# BF 1 und StreetFighter 5 und andere Spiele, enttäuschend



## Catalano (28. Juni 2018)

*BF 1 und StreetFighter 5 und andere Spiele, enttäuschend*

Hi,

hatte damals ja meine PS4 verkauft und mir nun vor kurzem wieder eine gekauft.

Bin ja kein richtiger Zocker, aber hatte wieder Bock auf spaßige Spiele.

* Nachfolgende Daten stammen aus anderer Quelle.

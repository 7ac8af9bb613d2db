//! # pawshop-core: Pure Business Logic for Pawshop POS
//!
//! This crate is the **heart** of Pawshop POS. It contains all business
//! logic as pure functions and in-memory state machines with zero I/O.
//!
//! ## Architecture Position
//! ```text
//! ┌─────────────────────────────────────────────────────────────────────┐
//! │                      Pawshop Architecture                           │
//! │                                                                     │
//! │  ┌─────────────────────────────────────────────────────────────┐   │
//! │  │                pawshop-app (Application Layer)              │   │
//! │  │    Shop façade ──► catalog / ledger / sales / storefront    │   │
//! │  └───────────────┬─────────────────────────────┬───────────────┘   │
//! │                  │                             │                   │
//! │  ┌───────────────▼───────────────┐ ┌───────────▼───────────────┐   │
//! │  │   ★ pawshop-core (THIS) ★     │ │      pawshop-store        │   │
//! │  │                               │ │   JSON document slots     │   │
//! │  │  types  money  register       │ │   load / save per slot    │   │
//! │  │  storefront  reports  receipt │ └───────────────────────────┘   │
//! │  │                               │                                 │
//! │  │  NO I/O • NO FILES • PURE     │                                 │
//! │  └───────────────────────────────┘                                 │
//! └─────────────────────────────────────────────────────────────────────┘
//! ```
//!
//! ## Modules
//!
//! - [`types`] - Domain types (Product, Supplier, Customer, Sale, Order)
//! - [`money`] - Money type with integer-cents arithmetic (no floats!)
//! - [`error`] - Domain error types
//! - [`validation`] - Field validation rules
//! - [`register`] - Point-of-sale register session (cart + payment math)
//! - [`storefront`] - Online storefront cart (variant-keyed)
//! - [`reports`] - Daily/monthly sales aggregation and CSV export
//! - [`receipt`] - Plain-text receipt rendering
//!
//! ## Design Principles
//!
//! 1. **Pure Functions**: Every function is deterministic
//! 2. **No I/O**: File system access is FORBIDDEN here
//! 3. **Integer Money**: All monetary values are cents (i64)
//! 4. **Explicit Errors**: All errors are typed, never strings or panics

// =============================================================================
// Module Declarations
// =============================================================================

pub mod error;
pub mod money;
pub mod receipt;
pub mod register;
pub mod reports;
pub mod storefront;
pub mod types;
pub mod validation;

// =============================================================================
// Re-exports for Convenience
// =============================================================================

pub use error::{CoreError, CoreResult, ValidationError};
pub use money::Money;
pub use register::{RegisterSession, RegisterTotals};
pub use storefront::StorefrontCart;
pub use types::*;

// =============================================================================
// Crate-Level Constants
// =============================================================================

/// Default register tax rate: 16.00% in basis points.
///
/// A register session applies its configured rate to the bill's
/// discounted subtotal; this is the rate sessions start with.
/// Purchasing invoices carry their own per-invoice rate instead.
pub const REGISTER_TAX_RATE_BPS: u32 = 1600;

/// Customer name recorded on a sale when no customer is attached.
pub const WALK_IN_CUSTOMER: &str = "Walk-in Customer";
//! # Application Error Type
//!
//! Unified error for shop operations, with a machine-readable code and a
//! display message. Core and store errors convert into it, so every
//! operation surfaces one serializable shape.

use serde::Serialize;

use pawshop_core::CoreError;
use pawshop_store::StoreError;

/// Error returned from shop operations.
#[derive(Debug, Clone, Serialize)]
#[serde(rename_all = "camelCase")]
pub struct AppError {
    /// Machine-readable error code for programmatic handling
    pub code: ErrorCode,

    /// Human-readable error message for display
    pub message: String,
}

/// Error codes for shop responses.
#[derive(Debug, Clone, Copy, PartialEq, Eq, Serialize)]
#[serde(rename_all = "SCREAMING_SNAKE_CASE")]
pub enum ErrorCode {
    /// Resource not found
    NotFound,

    /// Input validation failed
    ValidationError,

    /// Persistence failed
    StorageError,

    /// Business rule rejected the operation
    BusinessLogic,

    /// Cart operation failed
    CartError,

    /// Insufficient stock
    InsufficientStock,

    /// Payment rejected
    PaymentError,
}

impl AppError {
    pub fn new(code: ErrorCode, message: impl Into<String>) -> Self {
        AppError {
            code,
            message: message.into(),
        }
    }

    pub fn not_found(resource: &str, id: impl std::fmt::Display) -> Self {
        AppError::new(ErrorCode::NotFound, format!("{resource} not found: {id}"))
    }

    pub fn validation(message: impl Into<String>) -> Self {
        AppError::new(ErrorCode::ValidationError, message)
    }

    pub fn cart(message: impl Into<String>) -> Self {
        AppError::new(ErrorCode::CartError, message)
    }
}

impl From<CoreError> for AppError {
    fn from(err: CoreError) -> Self {
        match &err {
            CoreError::ProductNotFound(id) => AppError::not_found("Product", id),
            CoreError::BarcodeNotFound(code) => AppError::not_found("Barcode", code),
            CoreError::CustomerNotFound(id) => AppError::not_found("Customer", id),
            CoreError::SupplierNotFound(id) => AppError::not_found("Supplier", id),
            CoreError::OrderNotFound(id) => AppError::not_found("Order", id),
            CoreError::OutOfStock { .. } => {
                AppError::new(ErrorCode::InsufficientStock, err.to_string())
            }
            CoreError::InsufficientStock { .. } => {
                AppError::new(ErrorCode::InsufficientStock, err.to_string())
            }
            CoreError::EmptyCart | CoreError::NotInCart(_) => AppError::cart(err.to_string()),
            CoreError::InsufficientPayment { .. } => {
                AppError::new(ErrorCode::PaymentError, err.to_string())
            }
            CoreError::InvalidOrderTransition { .. } => {
                AppError::new(ErrorCode::BusinessLogic, err.to_string())
            }
            CoreError::Validation(e) => AppError::validation(e.to_string()),
        }
    }
}

impl From<pawshop_core::ValidationError> for AppError {
    fn from(err: pawshop_core::ValidationError) -> Self {
        AppError::validation(err.to_string())
    }
}

impl From<StoreError> for AppError {
    fn from(err: StoreError) -> Self {
        tracing::error!(%err, "store operation failed");
        AppError::new(ErrorCode::StorageError, "Data could not be saved")
    }
}

impl std::fmt::Display for AppError {
    fn fmt(&self, f: &mut std::fmt::Formatter<'_>) -> std::fmt::Result {
        write!(f, "[{:?}] {}", self.code, self.message)
    }
}

impl std::error::Error for AppError {}

pub type AppResult<T> = Result<T, AppError>;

Nun habe ich einen Schwung Spiele und merke, dass diese nur frustrieren, anstatt Spaß zu machen:

Battlefield 1:

Habe die langweilige Kampagne durch und spiele nun online.
Abgesehen von dem unübersichtlichen Spielprinzip, bin ich davon genervt, dass ich alle paar Sekunden sterbe. 
Ich ballere auf Gegner, treffe diese mehrmals, und die knallen mich mit einem Schuss ab. 
Teilweise sogar durch Felsen hindurch.
Fernglas funktionierte in der Kampagne auch nicht.

Ein Spiel voller Fehler.

Street Fighter 5

absolut langweilige Hauptstory. 
Multiplayer ist auch langweilig.
Eigentlich sind nur die Figuren hübsch anzusehen.

Trackmania

auf der Suche nach einem spaßigen  und einfachen Rennspiel stieß ich auf Trackmania.
Naja, das Spiel könnte Spaß machen, wenn man nicht andauernd aus den Strecken fliegen würde und dann den Weg nicht mehr zurück findet.
Was soll sowas?
Man fliegt raus, und dann kann man da abseits der Strecke planlos rumfahren.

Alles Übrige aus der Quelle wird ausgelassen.